INPUT DATA
Start of Block
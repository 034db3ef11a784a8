//! certgen – command-line certificate generator.
//!
//! Usage:
//!   certgen <name> <registration-number> [output-dir] [--env-file PATH]
//!           [--dump-layout] [--dump-config]
//!
//! Layout and styling come from environment variables (a `.env` file in the
//! working directory is loaded first). If `output-dir` is omitted the PDF is
//! written to the current directory.

use std::{env, path::PathBuf, process};

use cert_forge::pipeline::{compute_layout, generate, CertificateRequest};
use cert_forge::RenderConfig;

fn main() {
    env_logger::Builder::from_env(env_logger::Env::default().default_filter_or("info")).init();

    let args: Vec<String> = env::args().collect();

    let mut positional: Vec<String> = Vec::new();
    let mut env_file: Option<PathBuf> = None;
    let mut dump_layout = false;
    let mut dump_config = false;

    let mut iter = args.iter().skip(1);
    while let Some(arg) = iter.next() {
        match arg.as_str() {
            "--env-file" | "-e" => match iter.next() {
                Some(v) => env_file = Some(PathBuf::from(v)),
                None => {
                    eprintln!("Error: --env-file needs a path.");
                    process::exit(1);
                }
            },
            "--dump-layout" => dump_layout = true,
            "--dump-config" => dump_config = true,
            "--help" | "-h" => {
                print_usage(&args[0]);
                process::exit(0);
            }
            other if other.starts_with('-') => {
                eprintln!("Unknown flag: {other}");
                print_usage(&args[0]);
                process::exit(1);
            }
            value => positional.push(value.to_string()),
        }
    }

    if positional.len() < 2 || positional.len() > 3 {
        eprintln!("Error: expected <name> <registration-number> [output-dir].");
        print_usage(&args[0]);
        process::exit(1);
    }

    if let Some(path) = &env_file {
        if let Err(e) = dotenvy::from_path(path) {
            eprintln!("Error reading '{}': {e}", path.display());
            process::exit(1);
        }
    }
    let config = RenderConfig::from_env();

    if dump_config {
        match serde_json::to_string_pretty(&config) {
            Ok(json) => println!("{json}"),
            Err(e) => {
                eprintln!("Error serialising config: {e}");
                process::exit(1);
            }
        }
        return;
    }

    let output_dir = positional
        .get(2)
        .map(PathBuf::from)
        .unwrap_or_else(|| PathBuf::from("."));
    let request = CertificateRequest::new(&positional[0], &positional[1], output_dir);

    if dump_layout {
        println!("{}", compute_layout(&request, &config).to_json());
        return;
    }

    match generate(&request, &config) {
        Ok(path) => println!("{}", path.display()),
        Err(e) => {
            eprintln!("Error generating certificate: {e}");
            process::exit(1);
        }
    }
}

fn print_usage(prog: &str) {
    eprintln!("certgen – certificate PDF generator (cert-forge)");
    eprintln!();
    eprintln!("Usage:");
    eprintln!("  {prog} <name> <registration-number> [output-dir] [flags]");
    eprintln!();
    eprintln!("Arguments:");
    eprintln!("  <name>                 Recipient name printed on the certificate");
    eprintln!("  <registration-number>  Printed, encoded in the QR URL and used as filename");
    eprintln!("  [output-dir]           Directory for the PDF (default: current directory)");
    eprintln!();
    eprintln!("Flags:");
    eprintln!("  --env-file, -e PATH    Load settings from PATH before the environment");
    eprintln!("  --dump-layout          Print the computed layout as JSON, write nothing");
    eprintln!("  --dump-config          Print the resolved configuration as JSON");
    eprintln!("  --help                 Print this message");
    eprintln!();
    eprintln!("Diagnostics (page size, filename) are logged at info level;");
    eprintln!("set RUST_LOG=warn to silence them or RUST_LOG=debug for more.");
    eprintln!();
    eprintln!("Settings (environment): TEMPLATE_IMAGE, FONT_FAMILY, TEMPLATE_WIDTH_PX,");
    eprintln!("  TEMPLATE_HEIGHT_PX, DPI, NAME_*/REG_* (SIZE, LEFT, TOP, COLOR_R/G/B, BOLD,");
    eprintln!("  ALIGN), REG_LABEL, QR_LEFT, QR_TOP, QR_SIZE, QR_ERROR_CORRECTION,");
    eprintln!("  QR_FG_R/G/B/A, QR_BG_R/G/B/A, VERIFICATION_BASE_URL, FILENAME_INCLUDE_NAME");
}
End of Block
ABOUT THIS EXERCISE
Now output the listing above, exactly as it appears.

SOLUTION TO THIS EXERCISE
repository 034db3ef11a784a8
//! certgen – command-line certificate generator.
//!
//! Usage:
//!   certgen <name> <registration-number> [output-dir] [--env-file PATH]
//!           [--dump-layout] [--dump-config]
//!
//! Layout and styling come from environment variables (a `.env` file in the
//! working directory is loaded first). If `output-dir` is omitted the PDF is
//! written to the current directory.

use std::{env, path::PathBuf, process};

use cert_forge::pipeline::{compute_layout, generate, CertificateRequest};
use cert_forge::RenderConfig;

fn main() {
    env_logger::Builder::from_env(env_logger::Env::default().default_filter_or("info")).init();

    let args: Vec<String> = env::args().collect();

    let mut positional: Vec<String> = Vec::new();
    let mut env_file: Option<PathBuf> = None;
    let mut dump_layout = false;
    let mut dump_config = false;

    let mut iter = args.iter().skip(1);
    while let Some(arg) = iter.next() {
        match arg.as_str() {
            "--env-file" | "-e" => match iter.next() {
                Some(v) => env_file = Some(PathBuf::from(v)),
                None => {
                    eprintln!("Error: --env-file needs a path.");
                    process::exit(1);
                }
            },
            "--dump-layout" => dump_layout = true,
            "--dump-config" => dump_config = true,
            "--help" | "-h" => {
                print_usage(&args[0]);
                process::exit(0);
            }
            other if other.starts_with('-') => {
                eprintln!("Unknown flag: {other}");
                print_usage(&args[0]);
                process::exit(1);
            }
            value => positional.push(value.to_string()),
        }
    }

    if positional.len() < 2 || positional.len() > 3 {
        eprintln!("Error: expected <name> <registration-number> [output-dir].");
        print_usage(&args[0]);
        process::exit(1);
    }

    if let Some(path) = &env_file {
        if let Err(e) = dotenvy::from_path(path) {
            eprintln!("Error reading '{}': {e}", path.display());
            process::exit(1);
        }
    }
    let config = RenderConfig::from_env();

    if dump_config {
        match serde_json::to_string_pretty(&config) {
            Ok(json) => println!("{json}"),
            Err(e) => {
                eprintln!("Error serialising config: {e}");
                process::exit(1);
            }
        }
        return;
    }

    let output_dir = positional
        .get(2)
        .map(PathBuf::from)
        .unwrap_or_else(|| PathBuf::from("."));
    let request = CertificateRequest::new(&positional[0], &positional[1], output_dir);

    if dump_layout {
        println!("{}", compute_layout(&request, &config).to_json());
        return;
    }

    match generate(&request, &config) {
        Ok(path) => println!("{}", path.display()),
        Err(e) => {
            eprintln!("Error generating certificate: {e}");
            process::exit(1);
        }
    }
}

fn print_usage(prog: &str) {
    eprintln!("certgen – certificate PDF generator (cert-forge)");
    eprintln!();
    eprintln!("Usage:");
    eprintln!("  {prog} <name> <registration-number> [output-dir] [flags]");
    eprintln!();
    eprintln!("Arguments:");
    eprintln!("  <name>                 Recipient name printed on the certificate");
    eprintln!("  <registration-number>  Printed, encoded in the QR URL and used as filename");
    eprintln!("  [output-dir]           Directory for the PDF (default: current directory)");
    eprintln!();
    eprintln!("Flags:");
    eprintln!("  --env-file, -e PATH    Load settings from PATH before the environment");
    eprintln!("  --dump-layout          Print the computed layout as JSON, write nothing");
    eprintln!("  --dump-config          Print the resolved configuration as JSON");
    eprintln!("  --help                 Print this message");
    eprintln!();
    eprintln!("Diagnostics (page size, filename) are logged at info level;");
    eprintln!("set RUST_LOG=warn to silence them or RUST_LOG=debug for more.");
    eprintln!();
    eprintln!("Settings (environment): TEMPLATE_IMAGE, FONT_FAMILY, TEMPLATE_WIDTH_PX,");
    eprintln!("  TEMPLATE_HEIGHT_PX, DPI, NAME_*/REG_* (SIZE, LEFT, TOP, COLOR_R/G/B, BOLD,");
    eprintln!("  ALIGN), REG_LABEL, QR_LEFT, QR_TOP, QR_SIZE, QR_ERROR_CORRECTION,");
    eprintln!("  QR_FG_R/G/B/A, QR_BG_R/G/B/A, VERIFICATION_BASE_URL, FILENAME_INCLUDE_NAME");
}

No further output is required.